Au Zimbabwe, le calendrier électoral semble désormais s’écrire au gré des majorités parlementaires. À Harare, le Sénat a largement validé une réforme constitutionnelle qui prolonge de deux ans le mandat du président Emmerson Mnangagwa. Une décision qui, pour ses détracteurs, ressemble moins à une réforme institutionnelle qu’à une rallonge politique soigneusement cousue sur mesure.
Avec 75 voix contre seulement quatre, le texte franchit une nouvelle étape après son adoption par l’Assemblée nationale. Il ne manque plus que la promulgation présidentielle pour officialiser un changement qui permettrait au chef de l’État de rester en fonction jusqu’en 2030. Plus surprenant encore, la réforme prévoit que le président ne sera plus élu directement par les citoyens, mais désigné par les parlementaires, eux-mêmes bénéficiaires d’une prolongation de leur mandat.

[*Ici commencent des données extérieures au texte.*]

//! Thread selection and the per-thread session registry.

use std::collections::HashMap;

use serde_json::Map;
use serde_json::Value;
use studio_protocol::HistorySnapshot;
use studio_protocol::Message;
use studio_protocol::StreamStatus;
use studio_protocol::Thread;
use tokio::sync::watch;
use tracing::debug;
use tracing::info;
use tracing::warn;

use crate::client::ApiClient;
use crate::client::IngestFile;
use crate::config::Config;
use crate::error::Result;
use crate::message_edit::MessageEditor;
use crate::reconcile::ThreadView;
use crate::stream_session::SessionState;
use crate::stream_session::StreamSession;

/// Shown when a stream failed without a more specific message.
pub const GENERIC_ERROR_MESSAGE: &str = "An error has occurred. Please try again.";

/// Stream sessions keyed by thread id.
#[derive(Default)]
pub struct SessionRegistry {
    sessions: HashMap<String, StreamSession>,
}

impl SessionRegistry {
    pub fn new() -> Self {
        Self::default()
    }

    pub fn get(&self, thread_id: &str) -> Option<&StreamSession> {
        self.sessions.get(thread_id)
    }

    pub fn get_mut(&mut self, thread_id: &str) -> Option<&mut StreamSession> {
        self.sessions.get_mut(thread_id)
    }

    pub fn get_or_create(&mut self, thread_id: &str, config: &Config) -> &mut StreamSession {
        self.sessions
            .entry(thread_id.to_string())
            .or_insert_with(|| StreamSession::new(thread_id, config))
    }

    /// Stops and clears every streaming session except the one for
    /// `thread_id`.
    pub fn stop_others(&mut self, thread_id: &str) {
        for (id, session) in &mut self.sessions {
            if id != thread_id && session.is_inflight() {
                debug!("stopping run on thread {id}");
                session.stop(true);
            }
        }
    }

    pub fn inflight_threads(&self) -> Vec<&str> {
        let mut ids: Vec<&str> = self
            .sessions
            .iter()
            .filter(|(_, session)| session.is_inflight())
            .map(|(id, _)| id.as_str())
            .collect();
        ids.sort_unstable();
        ids
    }

    pub fn remove(&mut self, thread_id: &str) -> Option<StreamSession> {
        self.sessions.remove(thread_id)
    }

    pub fn len(&self) -> usize {
        self.sessions.len()
    }

    pub fn is_empty(&self) -> bool {
        self.sessions.is_empty()
    }
}

/// Read-only picture of the active thread.
#[derive(Debug, Clone, PartialEq)]
pub struct ViewSnapshot {
    pub thread_id: String,
    pub transcript: Vec<Message>,
    pub editing: Vec<bool>,
    pub timeline: Vec<HistorySnapshot>,
    pub active_index: usize,
    pub status: Option<StreamStatus>,
    pub run_id: Option<String>,
    pub resumeable: bool,
    pub error_message: Option<String>,
    pub can_rerun: bool,
    pub can_permit: bool,
}

struct ActiveThread {
    view: ThreadView,
    updates: watch::Receiver<SessionState>,
}

pub struct SessionController {
    config: Config,
    client: ApiClient,
    sessions: SessionRegistry,
    /// Default run configuration per assistant id.
    assistants: HashMap<String, Map<String, Value>>,
    active: Option<ActiveThread>,
}

impl SessionController {
    pub fn new(config: Config) -> Self {
        let client = ApiClient::new(&config);
        Self {
            config,
            client,
            sessions: SessionRegistry::new(),
            assistants: HashMap::new(),
            active: None,
        }
    }

    pub fn config(&self) -> &Config {
        &self.config
    }

    pub fn client(&self) -> &ApiClient {
        &self.client
    }

    pub fn sessions(&self) -> &SessionRegistry {
        &self.sessions
    }

    pub fn register_assistant(&mut self, assistant_id: impl Into<String>, config: Map<String, Value>) {
        self.assistants.insert(assistant_id.into(), config);
    }

    pub fn active_thread(&self) -> Option<&Thread> {
        self.active.as_ref().map(|a| a.view.thread())
    }

    /// Leaves the current thread (discarding its streamed output) and loads
    /// `thread`. With `None` the controller is left without a thread.
    pub async fn switch_thread(&mut self, thread: Option<Thread>) -> Result<()> {
        if let Some(prev) = self.active.take()
            && let Some(mut session) = self.sessions.remove(prev.view.thread_id())
        {
            session.stop(true);
            debug!("released session for thread {}", prev.view.thread_id());
        }
        let Some(thread) = thread else {
            return Ok(());
        };

        info!("switching to thread {}", thread.thread_id);
        let session = self.sessions.get_or_create(&thread.thread_id, &self.config);
        session.set_error_message(None);
        let mut updates = session.subscribe();
        let mut view = ThreadView::new(thread);
        let loaded = view.load(&self.client).await;
        if let Err(err) = &loaded {
            warn!("failed to load thread {}: {err}", view.thread_id());
            session.set_error_message(Some(err.to_string()));
        }
        let state = updates.borrow_and_update().clone();
        view.observe(&state);
        self.active = Some(ActiveThread { view, updates });
        loaded
    }

    /// Starts a turn on the active thread: uploads `files`, then streams a
    /// run whose input is the local transcript plus the new human message.
    /// Returns false (and does nothing) without an active thread, without a
    /// registered configuration for its assistant, or while a message is
    /// being edited.
    pub async fn send_message(&mut self, text: Option<&str>, files: &[IngestFile]) -> Result<bool> {
        let Some(active) = self.active.as_mut() else {
            debug!("send_message ignored: no active thread");
            return Ok(false);
        };
        let thread = active.view.thread().clone();
        if !self.assistants.contains_key(&thread.assistant_id) {
            debug!("send_message ignored: no configuration for assistant {}", thread.assistant_id);
            return Ok(false);
        }
        if active.view.is_editing() {
            debug!("send_message ignored: a message is being edited");
            return Ok(false);
        }

        let session = self.sessions.get_or_create(&thread.thread_id, &self.config);
        if !files.is_empty()
            && let Err(err) = self.client.ingest_files(&thread.thread_id, files).await
        {
            session.set_error_message(Some(err.to_string()));
            return Err(err);
        }

        let mut input = active.view.transcript().to_vec();
        if let Some(text) = text {
            input.push(Message::human(text));
        }
        let input = (!input.is_empty()).then_some(input);
        let config = active
            .view
            .active_snapshot()
            .map(|s| s.config.clone())
            .unwrap_or_default();

        self.sessions.stop_others(&thread.thread_id);
        let session = self.sessions.get_or_create(&thread.thread_id, &self.config);
        active.view.start_run(&self.client, session, input, Some(config));
        Ok(true)
    }

    pub async fn rerun(&mut self) -> Result<bool> {
        let Some(active) = self.active.as_mut() else {
            return Ok(false);
        };
        let thread_id = active.view.thread_id().to_string();
        self.sessions.stop_others(&thread_id);
        let session = self.sessions.get_or_create(&thread_id, &self.config);
        active.view.rerun(&self.client, session).await
    }

    pub async fn permit_tool_execution(&mut self) -> Result<bool> {
        let Some(active) = self.active.as_mut() else {
            return Ok(false);
        };
        let thread_id = active.view.thread_id().to_string();
        self.sessions.stop_others(&thread_id);
        let session = self.sessions.get_or_create(&thread_id, &self.config);
        active.view.permit_tool_execution(&self.client, session).await
    }

    /// Runs the active thread's graph from the selected checkpoint with a
    /// raw state input. Returns false without an active thread.
    pub fn run_state(&mut self, state: Option<Value>) -> bool {
        let Some(active) = self.active.as_mut() else {
            return false;
        };
        let thread_id = active.view.thread_id().to_string();
        self.sessions.stop_others(&thread_id);
        let session = self.sessions.get_or_create(&thread_id, &self.config);
        active.view.start_state_run(&self.client, session, state);
        true
    }

    pub async fn resume_with_values(&mut self, values: Value) -> Result<bool> {
        let Some(active) = self.active.as_mut() else {
            return Ok(false);
        };
        let thread_id = active.view.thread_id().to_string();
        self.sessions.stop_others(&thread_id);
        let session = self.sessions.get_or_create(&thread_id, &self.config);
        active.view.resume_with_values(&self.client, session, values).await
    }

    pub async fn run_eager(&mut self, input: Value) -> Result<Option<Value>> {
        let Some(active) = self.active.as_ref() else {
            return Ok(None);
        };
        let config = self.assistants.get(&active.view.thread().assistant_id).cloned();
        let session = self.sessions.get_or_create(active.view.thread_id(), &self.config);
        active
            .view
            .run_eager(&self.client, session, input, config)
            .await
            .map(Some)
    }

    pub fn update_message(&mut self, message: Message) -> bool {
        self.active
            .as_mut()
            .is_some_and(|active| active.view.update_message(message))
    }

    pub fn begin_edit(&mut self, index: usize) -> Option<MessageEditor> {
        self.active.as_mut()?.view.begin_edit(index)
    }

    pub fn commit_edit(&mut self, editor: MessageEditor) -> bool {
        self.active
            .as_mut()
            .is_some_and(|active| active.view.commit_edit(editor))
    }

    pub fn cancel_edit(&mut self, index: usize) {
        if let Some(active) = self.active.as_mut() {
            active.view.cancel_edit(index);
        }
    }

    pub fn select_checkpoint(&mut self, index: usize) -> bool {
        let Some(active) = self.active.as_mut() else {
            return false;
        };
        let session = self.sessions.get_or_create(active.view.thread_id(), &self.config);
        active.view.select_checkpoint(index, session)
    }

    /// Stops the active thread's run. With `clear` the streamed output is
    /// discarded; otherwise it stays visible as a finished run.
    pub fn stop(&mut self, clear: bool) {
        if let Some(active) = self.active.as_ref()
            && let Some(session) = self.sessions.get_mut(active.view.thread_id())
        {
            session.stop(clear);
        }
    }

    pub fn is_inflight(&self) -> bool {
        self.active
            .as_ref()
            .and_then(|active| self.sessions.get(active.view.thread_id()))
            .is_some_and(StreamSession::is_inflight)
    }

    /// Waits for the active session to publish and folds the new state into
    /// the view. Returns false when there is nothing to wait on.
    pub async fn sync(&mut self) -> Result<bool> {
        let Some(active) = self.active.as_mut() else {
            return Ok(false);
        };
        if active.updates.changed().await.is_err() {
            return Ok(false);
        }
        let state = active.updates.borrow_and_update().clone();
        self.reconcile(&state).await;
        Ok(true)
    }

    /// Syncs until the active run is no longer streaming.
    pub async fn run_until_settled(&mut self) -> Result<()> {
        loop {
            let unsettled = self
                .active
                .as_ref()
                .is_some_and(|active| active.view.awaiting_settle());
            if !self.is_inflight() && !unsettled {
                return Ok(());
            }
            if !self.sync().await? {
                return Ok(());
            }
        }
    }

    async fn reconcile(&mut self, state: &SessionState) {
        let Some(active) = self.active.as_mut() else {
            return;
        };
        let observed = active.view.observe(state);
        if observed.transcript_changed
            && let Err(err) = active.view.refresh_history(&self.client).await
        {
            warn!("failed to refresh history: {err}");
        }
        if !observed.settled {
            return;
        }

        let session = self.sessions.get_or_create(active.view.thread_id(), &self.config);
        if let Err(err) = active.view.settle(&self.client, session).await {
            warn!("failed to refresh thread state: {err}");
            session.set_error_message(Some(err.to_string()));
        }
        if let Err(err) = active.view.refresh_history(&self.client).await {
            warn!("failed to refresh history: {err}");
        }
        active.updates.borrow_and_update();
    }

    pub fn view(&self) -> Option<ViewSnapshot> {
        let active = self.active.as_ref()?;
        let view = &active.view;
        let state = self
            .sessions
            .get(view.thread_id())
            .map(StreamSession::state)
            .unwrap_or_default();
        let status = state.status();
        let error_message = state.error_message.clone().or_else(|| {
            (status == Some(StreamStatus::Error)).then(|| GENERIC_ERROR_MESSAGE.to_string())
        });
        Some(ViewSnapshot {
            thread_id: view.thread_id().to_string(),
            transcript: view.transcript().to_vec(),
            editing: view.editing().to_vec(),
            timeline: view.timeline().into_iter().cloned().collect(),
            active_index: view.active_index(),
            status,
            run_id: state.stream.as_ref().and_then(|s| s.run_id.clone()),
            resumeable: view.resumeable(),
            error_message,
            can_rerun: view.can_rerun(),
            can_permit: view.can_permit(&state),
        })
    }
}

#[cfg(test)]
mod tests {
    use super::*;

    #[tokio::test]
    async fn registry_stops_other_threads_only() {
        let config = Config::default();
        let mut registry = SessionRegistry::new();
        registry.get_or_create("t1", &config).begin(None);
        registry.get_or_create("t2", &config).begin(None);
        assert_eq!(registry.inflight_threads(), vec!["t1", "t2"]);

        registry.stop_others("t2");
        assert_eq!(registry.inflight_threads(), vec!["t2"]);
        let stopped = registry.get("t1").map(StreamSession::state).unwrap_or_default();
        assert_eq!(stopped.stream.and_then(|s| s.messages), None);
    }

    #[tokio::test]
    async fn send_message_without_thread_or_assistant_is_a_no_op() {
        let mut controller = SessionController::new(Config {
            base_url: "http://127.0.0.1:9".to_string(),
            ..Config::default()
        });
        assert!(!controller.send_message(Some("hi"), &[]).await.unwrap_or(true));
        assert!(controller.view().is_none());
        assert!(!controller.sync().await.unwrap_or(true));
        assert!(!controller.run_state(None));
        assert!(
            !controller
                .resume_with_values(Value::Null)
                .await
                .unwrap_or(true)
        );
    }
}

L’opposition dénonce un « coup d’État constitutionnel », tandis que les partisans du pouvoir y voient une mesure de stabilité. À 83 ans, Emmerson Mnangagwa confirme qu’en politique, certains chronomètres semblent avancer plus lentement que d’autres. Au Zimbabwe, la montre institutionnelle paraît désormais suivre le rythme du pouvoir plutôt que celui des urnes.